Introdução

Introdução por Daniel Handler

NA POSIÇÃO DE REPRESENTANTE OFICIAL DE Lemony Snicket para todos os assuntos legais, literários e sociais, muitas vezes sou solicitado a responder perguntas difíceis, mesmo quando estou com pressa. As perguntas que tenho ouvido com mais frequência nos últimos tempos são:
1. Quer fazer o favor de sair do meu caminho?
2. De onde veio Lemony Snicket: autobiografia não autorizada, de Lemony Snicket?

As respostas a essas perguntas são histórias muito longas, e só há espaço aqui para responder a uma delas. A origem da Autobiografia não autorizada é um tanto quanto críptica — uma palavra que aqui significa "enigmática" —, mas a história começa com uma carta que recebi recentemente dos editores deste livro.
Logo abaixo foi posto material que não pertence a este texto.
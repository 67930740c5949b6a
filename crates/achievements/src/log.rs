//! Append-only achievement log
//!
//! Each line is one awarded `Achievement`. `(user_id, code)` is unique;
//! `award_all` silently drops codes the user already holds, which makes
//! awarding idempotent under re-delivered progress events.

use crate::achievement::{Achievement, AchievementCode};
use crate::error::AchievementError;
use chrono::{DateTime, Utc};
use std::collections::{HashMap, HashSet};
use std::fs::{File, OpenOptions};
use std::io::{BufRead, BufReader, Write};
use std::path::{Path, PathBuf};

/// JSONL-backed achievement set per user
pub struct AchievementLog {
    path: PathBuf,
    file: Option<File>,
    /// user_id -> awarded achievements in earn order
    awarded: HashMap<String, Vec<Achievement>>,
    /// (user_id, code string) uniqueness guard
    seen: HashSet<(String, String)>,
}

impl AchievementLog {
    /// Open a log backed by a JSONL file, replaying existing awards
    pub fn open(path: impl AsRef<Path>) -> Result<Self, AchievementError> {
        let path = path.as_ref().to_path_buf();

        if let Some(parent) = path.parent() {
            std::fs::create_dir_all(parent)?;
        }

        let mut log = Self {
            file: None,
            path: path.clone(),
            awarded: HashMap::new(),
            seen: HashSet::new(),
        };

        if path.exists() {
            let file = File::open(&path)?;
            let reader = BufReader::new(file);
            for line in reader.lines() {
                let line = line?;
                if line.trim().is_empty() {
                    continue;
                }
                let achievement: Achievement = serde_json::from_str(&line)?;
                log.insert(achievement);
            }
        }

        log.file = Some(OpenOptions::new().create(true).append(true).open(&path)?);
        Ok(log)
    }

    /// Create an in-memory log (for testing)
    pub fn in_memory() -> Self {
        Self {
            path: PathBuf::new(),
            file: None,
            awarded: HashMap::new(),
            seen: HashSet::new(),
        }
    }

    fn insert(&mut self, achievement: Achievement) {
        let key = (achievement.user_id.clone(), achievement.code.as_code());
        if self.seen.insert(key) {
            self.awarded
                .entry(achievement.user_id.clone())
                .or_default()
                .push(achievement);
        }
    }

    /// Award every code the user does not already hold.
    ///
    /// Returns only the newly earned achievements, in input order.
    pub fn award_all(
        &mut self,
        user_id: &str,
        codes: Vec<AchievementCode>,
        now: DateTime<Utc>,
    ) -> Result<Vec<Achievement>, AchievementError> {
        let mut new = Vec::new();

        for code in codes {
            let key = (user_id.to_string(), code.as_code());
            if self.seen.contains(&key) {
                continue;
            }

            let achievement = Achievement::new(user_id, code, now);
            if let Some(ref mut file) = self.file {
                let json = serde_json::to_string(&achievement)?;
                writeln!(file, "{}", json)?;
                file.flush()?;
            }

            self.seen.insert(key);
            self.awarded
                .entry(user_id.to_string())
                .or_default()
                .push(achievement.clone());
            new.push(achievement);
        }

        Ok(new)
    }

    /// Whether the user holds the given code
    pub fn has(&self, user_id: &str, code: &AchievementCode) -> bool {
        self.seen
            .contains(&(user_id.to_string(), code.as_code()))
    }

    /// All achievements for a user, in earn order
    pub fn list(&self, user_id: &str) -> Vec<Achievement> {
        self.awarded.get(user_id).cloned().unwrap_or_default()
    }
}
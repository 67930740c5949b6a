//! Entitlement errors

use crate::entitlement::EntitlementStatus;
use thiserror::Error;

#[derive(Error, Debug)]
pub enum EntitlementError {
    #[error("IO error: {0}")]
    Io(#[from] std::io::Error),

    #[error("Serialization error: {0}")]
    Serialization(#[from] serde_json::Error),

    #[error("No entitlement for user '{user_id}' on course '{course_id}'")]
    NotFound { user_id: String, course_id: String },

    #[error("Invalid transition from {from} for entitlement '{id}'")]
    InvalidTransition { id: String, from: EntitlementStatus },
}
Caro Sr. Handler, começava a carta,
Entramos em contato com o senhor, representante oficial de Lemony Snicket para todos os assuntos legais, literários e sociais, em razão de um assunto muito enigmático — uma palavra que aqui significa "misterioso" — que capturou nossa atenção. Tudo começou há não muito tempo em nossa sede. Como o senhor talvez possa se lembrar, nossa sede está localizada em um alto e imponente edifício, com um amplo e imponente saguão onde um imponente porteiro de meia-idade, que usa um casaco de tamanho exagerado para ele, fica em pé à entrada, para encaminhar os visitantes ao elevador. Naquele dia em particular, o porteiro de plantão era um homem que por vinte e sete anos vinha mantendo um diário acurado, onde anotava cada detalhe de sua vida com caneta esferográfica ou, na falta dela, já que não havia papelaria por perto, com um pedacinho de carvão. Ele escolhera trabalhar no saguão do edifício onde ficava nossa sede na esperança de que publicássemos seu diário. Sempre que pessoas da editora entravam no edifício, o porteiro as saudava com um sorriso e um aperto de mão, e então enfiava furtivamente entre as mãos do interlocutor algumas páginas de seu diário, esperando que fossem lidas, e que, de porteiro, fizessem-no autor.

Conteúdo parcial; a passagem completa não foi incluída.